::: DATASET RECORDS

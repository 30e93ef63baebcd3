//! The 3D/4D codec over one unit cell.

use crate::position_list::PositionList;
use crate::vector4::LatticeVector4D;
use halite_core::{
    Cartesian3D, Fractional3D, GenericVector3D, Spherical3D, VectorTransformer,
};

/// Converts between continuous coordinates and discrete 4D lattice
/// addresses.
///
/// Encoding folds a fractional vector into the origin cell, looks the
/// folded position up in the canonical [`PositionList`] and combines the
/// sublattice index with the whole-cell offset. Every `try_*` operation
/// returns `Option`: a position not on the lattice is a domain miss, not an
/// error.
#[derive(Debug, Clone, PartialEq)]
pub struct UnitCellVectorEncoder {
    positions: PositionList,
    transformer: VectorTransformer,
}

impl UnitCellVectorEncoder {
    /// Build an encoder over a canonical position list and the crystal's
    /// transformer.
    pub fn new(positions: PositionList, transformer: VectorTransformer) -> Self {
        Self {
            positions,
            transformer,
        }
    }

    /// The canonical position list.
    pub fn positions(&self) -> &PositionList {
        &self.positions
    }

    /// The crystal's coordinate transformer.
    pub fn transformer(&self) -> &VectorTransformer {
        &self.transformer
    }

    /// Number of sublattice positions per unit cell.
    pub fn position_count(&self) -> usize {
        self.positions.len()
    }

    /// The fractional position at a sublattice index.
    pub fn position(&self, index: usize) -> Option<&Fractional3D> {
        self.positions.get(index)
    }

    /// The cartesian position at a sublattice index.
    pub fn cartesian_position(&self, index: usize) -> Option<Cartesian3D> {
        self.positions
            .get(index)
            .map(|v| self.transformer.fractional_to_cartesian(v))
    }

    /// The three cartesian base vectors of the unit cell.
    pub fn base_vectors(&self) -> (Cartesian3D, Cartesian3D, Cartesian3D) {
        self.transformer.fractional_system().base_vectors()
    }

    /// Unit-cell volume in Å³.
    pub fn cell_volume(&self) -> f64 {
        self.transformer.fractional_system().cell_volume()
    }

    /// Whole-cell offset of the cell containing a fractional position.
    pub fn target_cell_offset(&self, v: &Fractional3D) -> (i32, i32, i32) {
        v.cell_offset(self.positions.comparer())
    }

    /// A fractional position folded into the origin cell.
    pub fn origin_cell_trimmed(&self, v: &Fractional3D) -> Fractional3D {
        v.trim_to_unit_cell(self.positions.comparer())
    }

    // ── Encoding ──────────────────────────────────────────────────

    /// Encode an absolute fractional position into a 4D address.
    ///
    /// `None` when the folded position is not in the canonical list.
    pub fn try_encode(&self, v: &Fractional3D) -> Option<LatticeVector4D> {
        let (a, b, c) = self.target_cell_offset(v);
        let trimmed = self.origin_cell_trimmed(v);
        let p = self.positions.index_of(&trimmed)?;
        Some(LatticeVector4D::new(a, b, c, p as i32))
    }

    /// Encode an absolute cartesian position.
    pub fn try_encode_cartesian(&self, v: &Cartesian3D) -> Option<LatticeVector4D> {
        self.try_encode(&self.transformer.cartesian_to_fractional(v))
    }

    /// Encode an absolute spherical position.
    pub fn try_encode_spherical(&self, v: &Spherical3D) -> Option<LatticeVector4D> {
        self.try_encode(&self.transformer.spherical_to_fractional(v))
    }

    /// Encode a position in any representation.
    pub fn try_encode_generic(&self, v: &GenericVector3D) -> Option<LatticeVector4D> {
        self.try_encode(&self.transformer.to_fractional(v))
    }

    /// Encode `origin + v`.
    pub fn try_encode_with_origin(
        &self,
        origin: &Fractional3D,
        v: &Fractional3D,
    ) -> Option<LatticeVector4D> {
        self.try_encode(&(*origin + *v))
    }

    /// Encode a whole path, short-circuiting on the first miss.
    pub fn try_encode_all<'a>(
        &self,
        vectors: impl IntoIterator<Item = &'a Fractional3D>,
    ) -> Option<Vec<LatticeVector4D>> {
        vectors.into_iter().map(|v| self.try_encode(v)).collect()
    }

    /// Encode the step from `origin` to `origin + v` as a relative 4D
    /// vector.
    ///
    /// Both absolute endpoints must encode; the result is their elementwise
    /// difference, so the sublattice component is a (possibly negative)
    /// index delta.
    pub fn try_encode_as_relative(
        &self,
        origin: &Fractional3D,
        v: &Fractional3D,
    ) -> Option<LatticeVector4D> {
        let start = self.try_encode(origin)?;
        let end = self.try_encode(&(*origin + *v))?;
        Some(end - start)
    }

    // ── Decoding ──────────────────────────────────────────────────

    /// Decode an absolute 4D address into a fractional position.
    ///
    /// `None` iff the sublattice index is outside `[0, position_count)`.
    pub fn try_decode(&self, encoded: &LatticeVector4D) -> Option<Fractional3D> {
        let index = usize::try_from(encoded.p).ok()?;
        let position = self.positions.get(index)?;
        Some(
            *position
                + Fractional3D::new(
                    f64::from(encoded.a),
                    f64::from(encoded.b),
                    f64::from(encoded.c),
                ),
        )
    }

    /// Decode an absolute 4D address into a cartesian position.
    pub fn try_decode_cartesian(&self, encoded: &LatticeVector4D) -> Option<Cartesian3D> {
        self.try_decode(encoded)
            .map(|v| self.transformer.fractional_to_cartesian(&v))
    }

    /// Decode an absolute 4D address into a spherical position.
    pub fn try_decode_spherical(&self, encoded: &LatticeVector4D) -> Option<Spherical3D> {
        self.try_decode(encoded)
            .map(|v| self.transformer.fractional_to_spherical(&v))
    }

    /// Decode a whole path, short-circuiting on the first miss.
    pub fn try_decode_all<'a>(
        &self,
        encoded: impl IntoIterator<Item = &'a LatticeVector4D>,
    ) -> Option<Vec<Fractional3D>> {
        encoded.into_iter().map(|e| self.try_decode(e)).collect()
    }

    /// Decode a relative 4D vector at an absolute origin address into the
    /// fractional step it represents.
    pub fn try_decode_to_relative(
        &self,
        origin: &LatticeVector4D,
        relative: &LatticeVector4D,
    ) -> Option<Fractional3D> {
        let start = self.try_decode(origin)?;
        let end = self.try_decode(&(*origin + *relative))?;
        Some(end - start)
    }
}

::::::

(TO DO):
All entries should be transcribed verbatim.

(REPLY):
repository 30e93ef63baebcd3
//! The 3D/4D codec over one unit cell.

use crate::position_list::PositionList;
use crate::vector4::LatticeVector4D;
use halite_core::{
    Cartesian3D, Fractional3D, GenericVector3D, Spherical3D, VectorTransformer,
};

/// Converts between continuous coordinates and discrete 4D lattice
/// addresses.
///
/// Encoding folds a fractional vector into the origin cell, looks the
/// folded position up in the canonical [`PositionList`] and combines the
/// sublattice index with the whole-cell offset. Every `try_*` operation
/// returns `Option`: a position not on the lattice is a domain miss, not an
/// error.
#[derive(Debug, Clone, PartialEq)]
pub struct UnitCellVectorEncoder {
    positions: PositionList,
    transformer: VectorTransformer,
}

impl UnitCellVectorEncoder {
    /// Build an encoder over a canonical position list and the crystal's
    /// transformer.
    pub fn new(positions: PositionList, transformer: VectorTransformer) -> Self {
        Self {
            positions,
            transformer,
        }
    }

    /// The canonical position list.
    pub fn positions(&self) -> &PositionList {
        &self.positions
    }

    /// The crystal's coordinate transformer.
    pub fn transformer(&self) -> &VectorTransformer {
        &self.transformer
    }

    /// Number of sublattice positions per unit cell.
    pub fn position_count(&self) -> usize {
        self.positions.len()
    }

    /// The fractional position at a sublattice index.
    pub fn position(&self, index: usize) -> Option<&Fractional3D> {
        self.positions.get(index)
    }

    /// The cartesian position at a sublattice index.
    pub fn cartesian_position(&self, index: usize) -> Option<Cartesian3D> {
        self.positions
            .get(index)
            .map(|v| self.transformer.fractional_to_cartesian(v))
    }

    /// The three cartesian base vectors of the unit cell.
    pub fn base_vectors(&self) -> (Cartesian3D, Cartesian3D, Cartesian3D) {
        self.transformer.fractional_system().base_vectors()
    }

    /// Unit-cell volume in Å³.
    pub fn cell_volume(&self) -> f64 {
        self.transformer.fractional_system().cell_volume()
    }

    /// Whole-cell offset of the cell containing a fractional position.
    pub fn target_cell_offset(&self, v: &Fractional3D) -> (i32, i32, i32) {
        v.cell_offset(self.positions.comparer())
    }

    /// A fractional position folded into the origin cell.
    pub fn origin_cell_trimmed(&self, v: &Fractional3D) -> Fractional3D {
        v.trim_to_unit_cell(self.positions.comparer())
    }

    // ── Encoding ──────────────────────────────────────────────────

    /// Encode an absolute fractional position into a 4D address.
    ///
    /// `None` when the folded position is not in the canonical list.
    pub fn try_encode(&self, v: &Fractional3D) -> Option<LatticeVector4D> {
        let (a, b, c) = self.target_cell_offset(v);
        let trimmed = self.origin_cell_trimmed(v);
        let p = self.positions.index_of(&trimmed)?;
        Some(LatticeVector4D::new(a, b, c, p as i32))
    }

    /// Encode an absolute cartesian position.
    pub fn try_encode_cartesian(&self, v: &Cartesian3D) -> Option<LatticeVector4D> {
        self.try_encode(&self.transformer.cartesian_to_fractional(v))
    }

    /// Encode an absolute spherical position.
    pub fn try_encode_spherical(&self, v: &Spherical3D) -> Option<LatticeVector4D> {
        self.try_encode(&self.transformer.spherical_to_fractional(v))
    }

    /// Encode a position in any representation.
    pub fn try_encode_generic(&self, v: &GenericVector3D) -> Option<LatticeVector4D> {
        self.try_encode(&self.transformer.to_fractional(v))
    }

    /// Encode `origin + v`.
    pub fn try_encode_with_origin(
        &self,
        origin: &Fractional3D,
        v: &Fractional3D,
    ) -> Option<LatticeVector4D> {
        self.try_encode(&(*origin + *v))
    }

    /// Encode a whole path, short-circuiting on the first miss.
    pub fn try_encode_all<'a>(
        &self,
        vectors: impl IntoIterator<Item = &'a Fractional3D>,
    ) -> Option<Vec<LatticeVector4D>> {
        vectors.into_iter().map(|v| self.try_encode(v)).collect()
    }

    /// Encode the step from `origin` to `origin + v` as a relative 4D
    /// vector.
    ///
    /// Both absolute endpoints must encode; the result is their elementwise
    /// difference, so the sublattice component is a (possibly negative)
    /// index delta.
    pub fn try_encode_as_relative(
        &self,
        origin: &Fractional3D,
        v: &Fractional3D,
    ) -> Option<LatticeVector4D> {
        let start = self.try_encode(origin)?;
        let end = self.try_encode(&(*origin + *v))?;
        Some(end - start)
    }

    // ── Decoding ──────────────────────────────────────────────────

    /// Decode an absolute 4D address into a fractional position.
    ///
    /// `None` iff the sublattice index is outside `[0, position_count)`.
    pub fn try_decode(&self, encoded: &LatticeVector4D) -> Option<Fractional3D> {
        let index = usize::try_from(encoded.p).ok()?;
        let position = self.positions.get(index)?;
        Some(
            *position
                + Fractional3D::new(
                    f64::from(encoded.a),
                    f64::from(encoded.b),
                    f64::from(encoded.c),
                ),
        )
    }

    /// Decode an absolute 4D address into a cartesian position.
    pub fn try_decode_cartesian(&self, encoded: &LatticeVector4D) -> Option<Cartesian3D> {
        self.try_decode(encoded)
            .map(|v| self.transformer.fractional_to_cartesian(&v))
    }

    /// Decode an absolute 4D address into a spherical position.
    pub fn try_decode_spherical(&self, encoded: &LatticeVector4D) -> Option<Spherical3D> {
        self.try_decode(encoded)
            .map(|v| self.transformer.fractional_to_spherical(&v))
    }

    /// Decode a whole path, short-circuiting on the first miss.
    pub fn try_decode_all<'a>(
        &self,
        encoded: impl IntoIterator<Item = &'a LatticeVector4D>,
    ) -> Option<Vec<Fractional3D>> {
        encoded.into_iter().map(|e| self.try_decode(e)).collect()
    }

    /// Decode a relative 4D vector at an absolute origin address into the
    /// fractional step it represents.
    pub fn try_decode_to_relative(
        &self,
        origin: &LatticeVector4D,
        relative: &LatticeVector4D,
    ) -> Option<Fractional3D> {
        let start = self.try_decode(origin)?;
        let end = self.try_decode(&(*origin + *relative))?;
        Some(end - start)
    }
}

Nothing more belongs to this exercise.